Every line holding the string "test" is to be copied from the entries below.
[[ DATA SECTION, beginning ]]
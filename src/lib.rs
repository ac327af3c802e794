//! stacktest - Acceptance-test harness for infrastructure-as-code stacks
//!
//! Provisions a stack with a Terraform-compatible CLI, reads back its
//! declared outputs, and asserts them against expected fixtures, retrying
//! known-transient provisioning failures.

pub mod assert;
pub mod cli;
pub mod commands;
pub mod common;
pub mod output;
pub mod retry;
pub mod scenario;
pub mod terraform;

// Re-export commonly used types for test code
pub use assert::{assert_outputs_equal, deep_equal};
pub use common::{Error, Result};
pub use output::OutputValue;
pub use retry::{run_with_retries, RetryDecision, RetryPolicy};
pub use terraform::{Options, Workspace};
[[ DATA SECTION, end ]]
• **YOUR SOLUTION**
//! stacktest - Acceptance-test harness for infrastructure-as-code stacks
// Re-export commonly used types for test code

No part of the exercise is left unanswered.